According to Vierkandt: “From the purely home-made products of primitive peoples, there results a system of trade totally distinct from that prevailing under modern conditions.... Each separate tribe has developed special aptitudes, leading to interexchange. Even among the comparatively uncivilized Indian tribes of South America, we find such differentiations.... By such a trade, products may be distributed over extraordinary distances, not in any direct way through professional traders, but through a gradual passing along from tribe to tribe. The origin of such a trade, as Buecher has shown, is to be traced back to the exchange of guest-gifts.”[71]

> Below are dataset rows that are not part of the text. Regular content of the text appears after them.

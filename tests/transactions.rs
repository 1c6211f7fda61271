use std::panic::{catch_unwind, AssertUnwindSafe};

use relheap::{Failure, MemLayout, MemState, Value, ValueType};

mod common;
use common::{assert_no_leaks, test_heap};

fn ints(range: std::ops::Range<i64>) -> Vec<Value> {
    range.map(Value::int).collect()
}

fn as_ints(values: &[Value]) -> Vec<i64> {
    values.iter().map(|value| value.as_int().unwrap()).collect()
}

#[test]
fn commit_sequence() {
    let heap = test_heap();
    heap.enter_speculative().unwrap();
    let seq = heap.build_seq(&ints(0..10));
    assert_eq!(seq.layout(), MemLayout::Speculative);
    assert!(seq.uses_speculative_memory());
    assert!(heap.speculative_outstanding_bytes() > 0);
    assert_eq!(heap.stats().unwrap().live_objects, 0);

    heap.enter_committing().unwrap();
    let committed = heap.copy_for_commit(seq);
    heap.finish_commit().unwrap();
    assert_eq!(heap.state(), MemState::Normal);
    assert_eq!(committed.layout(), MemLayout::Standard);
    assert_eq!(heap.speculative_outstanding_bytes(), 0);
    assert_eq!(as_ints(&heap.elements(committed)), (0..10).collect::<Vec<_>>());
    assert_eq!(heap.ref_count(committed), Some(1));

    heap.release(committed);
    assert_no_leaks(&heap);
}

#[test]
fn sharing_is_preserved() {
    let heap = test_heap();
    heap.enter_speculative().unwrap();
    let shared = heap.build_set(&ints(0..3));
    heap.retain(shared);
    let pair = heap.build_seq(&[shared, shared]);
    heap.enter_committing().unwrap();
    let committed = heap.copy_for_commit(pair);
    heap.finish_commit().unwrap();

    let elems = heap.elements(committed);
    assert_eq!(elems[0].block_ptr(), elems[1].block_ptr());
    assert_eq!(elems[0].layout(), MemLayout::Standard);
    assert_eq!(heap.ref_count(elems[0]), Some(2));
    assert_eq!(heap.stats().unwrap().live_objects, 2);
    heap.release(committed);
    assert_no_leaks(&heap);
}

#[test]
fn copying_twice_gives_the_same_block() {
    let heap = test_heap();
    heap.enter_speculative().unwrap();
    let seq = heap.build_seq(&ints(0..4));
    heap.enter_committing().unwrap();
    let first = heap.copy_for_commit(seq);
    let second = heap.copy_for_commit(seq);
    heap.finish_commit().unwrap();
    assert_eq!(first.block_ptr(), second.block_ptr());
    assert_eq!(heap.ref_count(first), Some(2));
    heap.release_all(&[first, second]);
    assert_no_leaks(&heap);
}

#[test]
fn abort_discards_everything() {
    let heap = test_heap();
    heap.enter_speculative().unwrap();
    let mut values = Vec::new();
    for i in 0..1000 {
        values.push(heap.build_seq(&ints(0..(i % 50))));
    }
    // Big enough to bypass the size classes
    values.push(heap.new_set(1000));
    let _nested = heap.build_seq(&values);
    assert!(heap.speculative_outstanding_bytes() > 0);
    heap.abort_speculative().unwrap();
    assert_eq!(heap.state(), MemState::Normal);
    assert_eq!(heap.speculative_outstanding_bytes(), 0);
    assert_no_leaks(&heap);
}

#[test]
fn slices_follow_their_sequence() {
    let heap = test_heap();
    heap.enter_speculative().unwrap();
    let seq = heap.build_seq(&ints(0..8));
    let slice = heap.slice(seq, 2, 3).unwrap();
    let both = heap.build_seq(&[seq, slice]);
    heap.enter_committing().unwrap();
    let committed = heap.copy_for_commit(both);
    heap.finish_commit().unwrap();

    let elems = heap.elements(committed);
    let (seq, slice) = (elems[0], elems[1]);
    assert_eq!(seq.physical_type(), ValueType::Sequence);
    assert_eq!(slice.physical_type(), ValueType::Slice);
    assert_eq!(seq.block_ptr(), slice.block_ptr());
    assert_eq!(slice.layout(), MemLayout::Standard);
    assert_eq!(slice.seq_offset(), Some(2));
    assert_eq!(as_ints(&heap.elements(slice)), vec![2, 3, 4]);
    assert_eq!(heap.ref_count(seq), Some(2));
    heap.release(committed);
    assert_no_leaks(&heap);
}

#[test]
fn slice_committed_alone() {
    let heap = test_heap();
    heap.enter_speculative().unwrap();
    let seq = heap.build_seq(&ints(0..6));
    let slice = heap.slice(seq, 4, 2).unwrap();
    heap.release(seq);
    heap.enter_committing().unwrap();
    let committed = heap.copy_for_commit(slice);
    heap.finish_commit().unwrap();
    assert_eq!(as_ints(&heap.elements(committed)), vec![4, 5]);
    heap.release(committed);
    assert_no_leaks(&heap);
}

#[test]
fn relations_and_boxes() {
    let heap = test_heap();
    let committed = heap.speculate(|heap| {
        let map = heap.build_map(&[Value::symbol(1), Value::symbol(2)], &ints(10..12));
        heap.fill_index(map, 0, &[1, 0]);
        let tern = heap.build_tern_rel(&ints(0..1), &ints(1..2), &[heap.build_seq(&ints(0..2))]);
        heap.fill_index(tern, 1, &[0]);
        let boxed = heap.new_tag_box(7, heap.build_set(&ints(0..2)));
        Ok(heap.build_seq(&[map, tern, boxed]))
    }).unwrap();
    let elems = heap.elements(committed);
    assert!(elems.iter().all(|elem| elem.layout() == MemLayout::Standard));

    let map = elems[0];
    assert!(map.is_map());
    assert_eq!(heap.len(map), Some(2));
    // The reverse index of a map isn't carried over
    assert_eq!(heap.sort_index(map, 0), vec![u32::MAX, u32::MAX]);
    assert_eq!(as_ints(&heap.elements(map)[2..]), vec![10, 11]);

    let tern = elems[1];
    assert!(tern.is_tern_rel());
    assert_eq!(heap.sort_index(tern, 1), vec![0]);
    assert_eq!(heap.sort_index(tern, 0), vec![u32::MAX]);
    let nested = heap.elements(tern)[2];
    assert_eq!(nested.layout(), MemLayout::Standard);
    assert_eq!(as_ints(&heap.elements(nested)), vec![0, 1]);

    let boxed = elems[2];
    assert_eq!(heap.tag_index(boxed), Some(7));
    let inner = heap.untag(boxed).unwrap();
    assert_eq!(inner.layout(), MemLayout::Standard);
    assert!(inner.is_set());
    heap.release(inner);

    heap.release(committed);
    assert_no_leaks(&heap);
}

#[test]
fn folded_tags_survive() {
    let heap = test_heap();
    let committed = heap.speculate(|heap| {
        let seq = heap.build_seq(&ints(0..3));
        Ok(heap.tag(9, seq))
    }).unwrap();
    assert_eq!(heap.tag_index(committed), Some(9));
    assert_eq!(committed.physical_type(), ValueType::Sequence);
    assert_eq!(committed.layout(), MemLayout::Standard);
    heap.release(committed);
    assert_no_leaks(&heap);
}

#[test]
fn permanent_children_are_retained() {
    let heap = test_heap();
    let permanent = heap.build_seq(&ints(0..3));
    let committed = heap.speculate(|heap| {
        Ok(heap.build_seq(&[permanent, permanent]))
    }).unwrap();
    assert_eq!(heap.ref_count(permanent), Some(3));
    heap.release(committed);
    assert_eq!(heap.ref_count(permanent), Some(1));
    heap.release(permanent);
    assert_no_leaks(&heap);
}

#[test]
fn inline_results_pass_through() {
    let heap = test_heap();
    let result = heap.speculate(|_| Ok(Value::int(42))).unwrap();
    assert_eq!(result.as_int(), Some(42));
    let empty = heap.speculate(|_| Ok(Value::empty_seq())).unwrap();
    assert!(empty.is_empty_seq());
}

#[test]
fn deep_commit() {
    let heap = test_heap();
    let committed = heap.speculate(|heap| {
        let mut chain = heap.build_seq(&[Value::int(0)]);
        for _ in 0..100_000 {
            chain = heap.build_seq(&[chain]);
        }
        Ok(chain)
    }).unwrap();
    assert_eq!(heap.stats().unwrap().live_objects, 100_001);
    heap.release(committed);
    assert_no_leaks(&heap);
}

#[test]
fn soft_failures_abort() -> anyhow::Result<()> {
    let heap = test_heap();
    let result = heap.speculate(|heap| {
        let seq = heap.build_seq(&ints(0..5));
        heap.seq_at(seq, 5)
    });
    match result {
        Err(Failure::Soft(message)) => assert!(message.contains("Invalid sequence index")),
        other => panic!("Unexpected result: {:?}", other),
    }
    assert_eq!(heap.state(), MemState::Normal);
    assert_eq!(heap.speculative_outstanding_bytes(), 0);

    // The heap is still usable afterwards
    let ok = heap.speculate(|heap| {
        let seq = heap.build_seq(&ints(0..5));
        let slice = heap.slice(seq, 1, 3)?;
        heap.release(seq);
        Ok(slice)
    })?;
    assert_eq!(as_ints(&heap.elements(ok)), vec![1, 2, 3]);
    heap.release(ok);
    assert_no_leaks(&heap);
    Ok(())
}

#[test]
fn panics_abort() {
    let heap = test_heap();
    let result = catch_unwind(AssertUnwindSafe(|| {
        heap.speculate(|heap| {
            heap.build_seq(&ints(0..5));
            panic!("Interrupted");
        })
    }));
    assert!(result.is_err());
    assert_eq!(heap.state(), MemState::Normal);
    assert_eq!(heap.speculative_outstanding_bytes(), 0);
}

#[test]
#[should_panic(expected = "Implementation limit exceeded")]
fn nested_speculation() {
    let heap = test_heap();
    let _ = heap.speculate(|heap| heap.speculate(|_| Ok(Value::null())));
}

#[test]
fn illegal_transitions() {
    let heap = test_heap();
    assert!(heap.enter_committing().is_err());
    assert!(heap.finish_commit().is_err());
    assert!(heap.abort_speculative().is_err());
    assert!(heap.resume_speculative().is_err());
    assert_eq!(heap.state(), MemState::Normal);

    heap.enter_speculative().unwrap();
    let err = heap.enter_speculative().unwrap_err();
    assert_eq!(err.from, MemState::Speculative);
    assert!(heap.finish_commit().is_err());
    assert_eq!(heap.state(), MemState::Speculative);

    heap.enter_committing().unwrap();
    assert!(heap.abort_speculative().is_err());
    assert!(heap.enter_speculative().is_err());
    assert_eq!(heap.state(), MemState::Committing);
    heap.finish_commit().unwrap();
}

#[test]
fn resume_then_abort() {
    let heap = test_heap();
    heap.enter_speculative().unwrap();
    let seq = heap.build_seq(&ints(0..3));
    let outer = heap.build_seq(&[seq]);
    heap.enter_committing().unwrap();
    // Copied, but the transaction carries on
    let partial = heap.copy_for_commit(outer);
    heap.resume_speculative().unwrap();
    assert_eq!(heap.state(), MemState::Speculative);
    // Forwarded blocks are left to the arena
    heap.release(outer);
    heap.abort_speculative().unwrap();
    assert_eq!(heap.speculative_outstanding_bytes(), 0);
    heap.release(partial);
    assert_no_leaks(&heap);
}

#[test]
#[should_panic(expected = "Copying for commit")]
fn copy_outside_commit() {
    let heap = test_heap();
    heap.copy_for_commit(Value::int(1));
}

#[test]
fn soft_failures_while_speculating() {
    let heap = test_heap();
    heap.enter_speculative().unwrap();
    let seq = heap.build_seq(&ints(0..3));
    let failure = heap.slice(seq, 1, 5).unwrap_err();
    assert!(failure.is_recoverable());
    assert!(heap.seq_at(Value::int(3), 0).is_err());
    heap.abort_speculative().unwrap();
}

Besides this exchange of guest-gifts, a trade may grow from the peace offerings which adversaries after a fight exchange as a sign of reconciliation. Sartorius reports on Polynesia: “After a war between different islands, the peace offerings for each group were something novel; and if the present and return present pleased both parties, a repetition took place, and thus again the way for exchange of products was opened. But, these, in contrast to guest-gifts, were the bases of continuing intercourse. Here, in place of the contact of individuals, tribes and peoples met. Women are the first object of barter; they form the connecting link between strange tribes, and according to evidence from many sources, women are exchanged for cattle.”[72]

We meet here an object of trade, exchangeable even without “international division of labor.” And it appears as though the exchange of women had, in many ways, smoothed the way for the traffic in merchandise, as though it had been the first step toward the peaceable integration of tribes, which accompanied the warlike integration of the formation of the State. Lippert, however, believes that the peaceful exchange of fire antedates this barter.[73] Conceding that this custom is very ancient, he can nevertheless trace it only from rudiments of observances and of law; and since proof is no longer accessible, we shall not pursue the question further in this place.